INDIANAPOLIS - If he weren't the enemy coach in Sunday's game, Patriots' fans might find it easy to root for Tom Coughlin.
The coach of the New York Giants is from the same Bill Parcells-rooted coaching tree as Bill Belichick, and they worked together seamlessly for many years. Coughlin also coached at Boston College and had the Eagles in a position to knock off the top-ranked teams in the nation (which they did in 1993, upsetting No. 1 Notre Dame).
Most importantly, he shares the same philosophy as Belichick when it comes to creating a winning organization.
"Surround yourself with great people, people who have an outstanding work ethic, people who are business-like, who are focused and concentrated," Coughlin said Friday. "Get everybody on the same page and have the same inspiration, same kind of drive, same kind of desire. Do the very, very best you can. Work to the best of your ability. Be efficient. Don't waste time."
Coughlin was speaking at his last pre-Super Bowl XLVI press conference at the JW Marriott Hotel, where he stood at the big game's podium for the second time in four years and explained to reporters the philosophy that has made the Giants a team that cannot be counted out in the postseason.
"You have to be organized and you need to be in a position where you are mentally prepared for all circumstances that might happen in the course of a season," he said. "Football is a cumulative game. You must continue to work on the situational things and the things that might happen to you in various situations, but you have to be prepared. You try to put your players in that situation.
"You boil it down to blue-collar work ethic," he said. "You go to work every day and work as hard as you possibly can and surround yourself with great people. Keep your eye on the prize, which is very, very important to us and was a big factor in our ability to eventually win the division this year, knowing full well we were in contention all the way through. It was good to end it there."
Clearly, those words could have been authored by Belichick, and probably have been frequently uttered by him. The two coaches frequently said during this week that they cherished their time together with the Parcells-coached Giants, Coughlin as receivers coach and Belichick in charge of the secondary.
There a few similarities between the two coaches' path to this Super Bowl.
The Patriots struggled defensively for most of the season due to mounting injuries, and were 5-3 when they lost to the Giants in November. They haven't lost since, overcoming their shortcomings mostly on the strength of the strong right arm of Tom Brady before some of their better defensive players made it back into the lineup.

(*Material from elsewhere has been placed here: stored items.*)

//! XMLTV guide supplier
//!
//! Reads an XMLTV document (optionally gzip-compressed) from a URL or a local
//! path. The parsed guide is cached for an hour.

use std::collections::HashMap;
use std::io::Read;
use std::sync::Arc;
use std::time::Duration;

use async_trait::async_trait;
use chrono::{DateTime, NaiveDateTime, Utc};
use flate2::read::GzDecoder;
use quick_xml::encoding::Decoder;
use quick_xml::events::{BytesStart, Event};
use quick_xml::Reader;
use tokio::sync::RwLock;
use tokio::time::Instant;
use tracing::{debug, info};

use crate::epg::{normalize_channel_number, overlaps, series_id, EpgSupplier};
use crate::error::{LiveTvError, Result};
use crate::models::{ProgramInfo, StationInfo};

const GUIDE_CACHE_TTL: Duration = Duration::from_secs(60 * 60);
const GZIP_MAGIC: [u8; 2] = [0x1f, 0x8b];

/// Parsed guide, keyed by normalized channel number
#[derive(Debug, Default)]
pub struct XmltvGuide {
    pub stations: HashMap<String, StationInfo>,
    pub programs: HashMap<String, Vec<ProgramInfo>>,
}

pub struct XmltvSupplier {
    source: String,
    client: reqwest::Client,
    guide: RwLock<Option<(Instant, Arc<XmltvGuide>)>>,
}

impl XmltvSupplier {
    pub fn new(source: &str, client: reqwest::Client) -> Self {
        Self {
            source: source.trim().to_string(),
            client,
            guide: RwLock::new(None),
        }
    }

    async fn read_source(&self) -> Result<Vec<u8>> {
        let data = if self.source.starts_with("http://") || self.source.starts_with("https://") {
            let response = self.client.get(&self.source).send().await?.error_for_status()?;
            response.bytes().await?.to_vec()
        } else {
            tokio::fs::read(&self.source).await?
        };

        if data.starts_with(&GZIP_MAGIC) {
            let mut decompressed = Vec::new();
            GzDecoder::new(data.as_slice()).read_to_end(&mut decompressed)?;
            Ok(decompressed)
        } else {
            Ok(data)
        }
    }

    async fn guide(&self) -> Result<Arc<XmltvGuide>> {
        if let Some((loaded_at, guide)) = self.guide.read().await.as_ref() {
            if loaded_at.elapsed() < GUIDE_CACHE_TTL {
                return Ok(guide.clone());
            }
        }

        let mut slot = self.guide.write().await;
        // Another caller may have reloaded while we waited for the lock
        if let Some((loaded_at, guide)) = slot.as_ref() {
            if loaded_at.elapsed() < GUIDE_CACHE_TTL {
                return Ok(guide.clone());
            }
        }

        let data = self.read_source().await?;
        let guide = tokio::task::spawn_blocking(move || parse_xmltv(&data))
            .await
            .map_err(anyhow::Error::from)??;
        let guide = Arc::new(guide);

        info!(
            "Loaded XMLTV guide from {}: {} channels, {} programmes",
            self.source,
            guide.stations.len(),
            guide.programs.values().map(Vec::len).sum::<usize>()
        );
        *slot = Some((Instant::now(), guide.clone()));
        Ok(guide)
    }
}

#[async_trait]
impl EpgSupplier for XmltvSupplier {
    fn name(&self) -> &str {
        "XMLTV"
    }

    async fn get_stations(&self) -> Result<HashMap<String, StationInfo>> {
        Ok(self.guide().await?.stations.clone())
    }

    async fn get_programs(
        &self,
        channel_id: &str,
        start: DateTime<Utc>,
        end: DateTime<Utc>,
    ) -> Result<Vec<ProgramInfo>> {
        let guide = self.guide().await?;
        let Some(programs) = guide.programs.get(&normalize_channel_number(channel_id)) else {
            debug!("No XMLTV listings for channel {}", channel_id);
            return Ok(Vec::new());
        };

        Ok(programs
            .iter()
            .filter(|p| overlaps(p.start_date, p.end_date, start, end))
            .map(|p| ProgramInfo {
                channel_id: channel_id.to_string(),
                ..p.clone()
            })
            .collect())
    }
}

#[derive(Debug, Default)]
struct RawChannel {
    id: String,
    names: Vec<String>,
    lcn: Option<String>,
    icon: Option<String>,
}

#[derive(Debug, Default)]
struct RawProgramme {
    channel: String,
    start: Option<DateTime<Utc>>,
    stop: Option<DateTime<Utc>>,
    title: Option<String>,
    sub_title: Option<String>,
    desc: Option<String>,
    categories: Vec<String>,
    dd_progid: Option<String>,
    episodic: bool,
    previously_shown: bool,
    new: bool,
    hd: bool,
    audio: Option<String>,
    rating: Option<String>,
}

#[derive(Default)]
struct ParseState {
    channels: Vec<RawChannel>,
    programmes: Vec<RawProgramme>,
    channel: Option<RawChannel>,
    programme: Option<RawProgramme>,
    text: String,
    episode_system: Option<String>,
    in_rating: bool,
}

impl ParseState {
    fn open(&mut self, name: &str, attrs: HashMap<String, String>) {
        self.text.clear();
        match name {
            "channel" => {
                self.channel = Some(RawChannel {
                    id: attrs.get("id").cloned().unwrap_or_default(),
                    ..Default::default()
                });
            }
            "programme" => {
                self.programme = Some(RawProgramme {
                    channel: attrs.get("channel").cloned().unwrap_or_default(),
                    start: attrs.get("start").and_then(|s| parse_xmltv_time(s)),
                    stop: attrs.get("stop").and_then(|s| parse_xmltv_time(s)),
                    ..Default::default()
                });
            }
            "icon" => {
                if let Some(channel) = self.channel.as_mut() {
                    if channel.icon.is_none() {
                        channel.icon = attrs.get("src").cloned();
                    }
                }
            }
            "episode-num" => self.episode_system = attrs.get("system").cloned(),
            "rating" => self.in_rating = true,
            "previously-shown" => {
                if let Some(p) = self.programme.as_mut() {
                    p.previously_shown = true;
                }
            }
            "new" => {
                if let Some(p) = self.programme.as_mut() {
                    p.new = true;
                }
            }
            _ => {}
        }
    }

    fn close(&mut self, name: &str) {
        let text = self.text.trim().to_string();
        self.text.clear();

        match name {
            "channel" => {
                if let Some(channel) = self.channel.take() {
                    self.channels.push(channel);
                }
                return;
            }
            "programme" => {
                if let Some(programme) = self.programme.take() {
                    self.programmes.push(programme);
                }
                return;
            }
            "rating" => {
                self.in_rating = false;
                return;
            }
            _ => {}
        }

        if let Some(channel) = self.channel.as_mut() {
            match name {
                "display-name" if !text.is_empty() => channel.names.push(text),
                "lcn" if !text.is_empty() => channel.lcn = Some(text),
                _ => {}
            }
            return;
        }

        let Some(p) = self.programme.as_mut() else {
            return;
        };
        match name {
            "title" if p.title.is_none() => p.title = Some(text),
            "sub-title" => p.sub_title = Some(text),
            "desc" if p.desc.is_none() => p.desc = Some(text),
            "category" if !text.is_empty() => p.categories.push(text),
            "episode-num" => match self.episode_system.take().as_deref() {
                Some("dd_progid") => p.dd_progid = Some(text.replace('.', "")),
                Some("xmltv_ns") | Some("onscreen") => p.episodic = true,
                _ => {}
            },
            "quality" => p.hd |= text.eq_ignore_ascii_case("HDTV"),
            "stereo" => p.audio = Some(text),
            "value" if self.in_rating => p.rating = Some(text),
            _ => {}
        }
    }
}

fn attributes(e: &BytesStart, decoder: Decoder) -> HashMap<String, String> {
    e.attributes()
        .flatten()
        .map(|attr| {
            let key = String::from_utf8_lossy(attr.key.as_ref()).to_string();
            let value = attr
                .decode_and_unescape_value(decoder)
                .map(|v| v.to_string())
                .unwrap_or_default();
            (key, value)
        })
        .collect()
}

/// Parse an XMLTV document into stations and per-channel listings
pub fn parse_xmltv(data: &[u8]) -> Result<XmltvGuide> {
    let mut reader = Reader::from_reader(data);
    reader.config_mut().trim_text(true);

    let mut buf = Vec::new();
    let mut state = ParseState::default();

    loop {
        match reader.read_event_into(&mut buf) {
            Ok(Event::Start(e)) => {
                let name = String::from_utf8_lossy(e.name().as_ref()).to_string();
                state.open(&name, attributes(&e, reader.decoder()));
            }
            Ok(Event::Empty(e)) => {
                let name = String::from_utf8_lossy(e.name().as_ref()).to_string();
                state.open(&name, attributes(&e, reader.decoder()));
                state.close(&name);
            }
            Ok(Event::Text(e)) => {
                if let Ok(text) = e.unescape() {
                    state.text.push_str(&text);
                }
            }
            Ok(Event::End(e)) => {
                let name = String::from_utf8_lossy(e.name().as_ref()).to_string();
                state.close(&name);
            }
            Ok(Event::Eof) => break,
            Err(e) => {
                return Err(LiveTvError::Epg(format!(
                    "malformed XMLTV at byte {}: {}",
                    reader.buffer_position(),
                    e
                )));
            }
            _ => {}
        }
        buf.clear();
    }

    Ok(build_guide(state))
}

fn build_guide(state: ParseState) -> XmltvGuide {
    let mut guide = XmltvGuide::default();
    let mut numbers: HashMap<String, String> = HashMap::new();

    for channel in state.channels {
        let number = channel
            .lcn
            .clone()
            .or_else(|| channel.names.iter().find(|n| is_channel_number(n)).cloned())
            .unwrap_or_else(|| channel.id.clone());
        let name = channel
            .names
            .iter()
            .find(|n| !is_channel_number(n))
            .cloned()
            .unwrap_or_else(|| channel.id.clone());
        let key = normalize_channel_number(&number);

        numbers.insert(channel.id.clone(), key.clone());
        guide.stations.entry(key).or_insert(StationInfo {
            station_id: channel.id,
            name,
            affiliate: None,
            image_url: channel.icon,
        });
    }

    for raw in state.programmes {
        let (Some(start), Some(stop)) = (raw.start, raw.stop) else {
            continue;
        };
        let key = numbers
            .get(&raw.channel)
            .cloned()
            .unwrap_or_else(|| normalize_channel_number(&raw.channel));
        let id = raw
            .dd_progid
            .clone()
            .unwrap_or_else(|| format!("{}_{}", key, start.timestamp()));
        let has_category = |c: &str| raw.categories.iter().any(|x| x.eq_ignore_ascii_case(c));

        let mut program = ProgramInfo::new(
            &id,
            &key,
            raw.title.as_deref().unwrap_or("Unknown"),
            start,
            stop,
        );
        program.series_id = raw.dd_progid.as_deref().and_then(series_id);
        program.is_movie = has_category("Movie") || id.starts_with("MV");
        program.is_sports = has_category("Sports") || has_category("Sports event");
        program.is_news = has_category("News");
        program.is_series =
            program.series_id.is_some() || raw.episodic || has_category("Series");
        program.is_repeat = raw.previously_shown && !raw.new;
        program.is_hd = raw.hd;
        program.audio = raw.audio.clone();
        program.official_rating = raw.rating.clone();
        program.episode_title = raw.sub_title.clone();
        program.overview = raw.desc.clone();
        program.genres = raw.categories.clone();

        guide.programs.entry(key).or_default().push(program);
    }

    for programs in guide.programs.values_mut() {
        programs.sort_by_key(|p| p.start_date);
    }
    guide
}

fn is_channel_number(value: &str) -> bool {
    !value.is_empty()
        && value.chars().any(|c| c.is_ascii_digit())
        && value.chars().all(|c| c.is_ascii_digit() || c == '.' || c == '-')
}

/// Parse XMLTV timestamps such as `20261019200000 +0000`
pub fn parse_xmltv_time(value: &str) -> Option<DateTime<Utc>> {
    let value = value.trim();
    if let Ok(dt) = DateTime::parse_from_str(value, "%Y%m%d%H%M%S %z") {
        return Some(dt.with_timezone(&Utc));
    }
    NaiveDateTime::parse_from_str(value, "%Y%m%d%H%M%S")
        .ok()
        .map(|naive| naive.and_utc())
}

The Giants, meanwhile, made it to the playoffs at 9-7 and actually gave up more points than they scored. At midseason, impatient Giants fans wanted Coughlin's head on a platter. But they also have a fearless quarterback in Eli Manning and a strong defense, and they put on an impressive finishing kick while other teams with better records fell by the wayside.
"As you know, the Washington game, back in the regular season, we did not play well," Coughlin said. "Washington came in and played very well. Following that game, I simply walked into our team and said, 'Look, we have two games to go. We have to win two games. If we do that we get into the playoffs and we can be the champions of the NFC East.'
"From there, it has been one elimination game after another," he said. "The players have been responding very, very well. They come together as a group. There's been no question that our confidence building is boosted by the players on defense. We all of a sudden were able to get our entire defensive team together. We've made some progress along those lines that's given us the boost. We've played in harmony with all three units in those five games."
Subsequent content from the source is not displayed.